*** Listed entries ***

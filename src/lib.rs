//! moodlog - Terminal mood journal
//!
//! Records mood, energy and stress check-ins, keeps them in a local JSON file,
//! and derives weekly averages, headline statistics and a short trend insight.

pub mod application;
pub mod cli;
pub mod domain;
pub mod error;
pub mod infrastructure;

pub use error::MoodlogError;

*** End of Listed entries ***

_Exercise description:_ Give back exactly the lines from the one containing "short trend insight." through the last line of the records.

_Exercise result:_
//! and derives weekly averages, headline statistics and a short trend insight.

pub mod application;
pub mod cli;
pub mod domain;
pub mod error;
pub mod infrastructure;

pub use error::MoodlogError;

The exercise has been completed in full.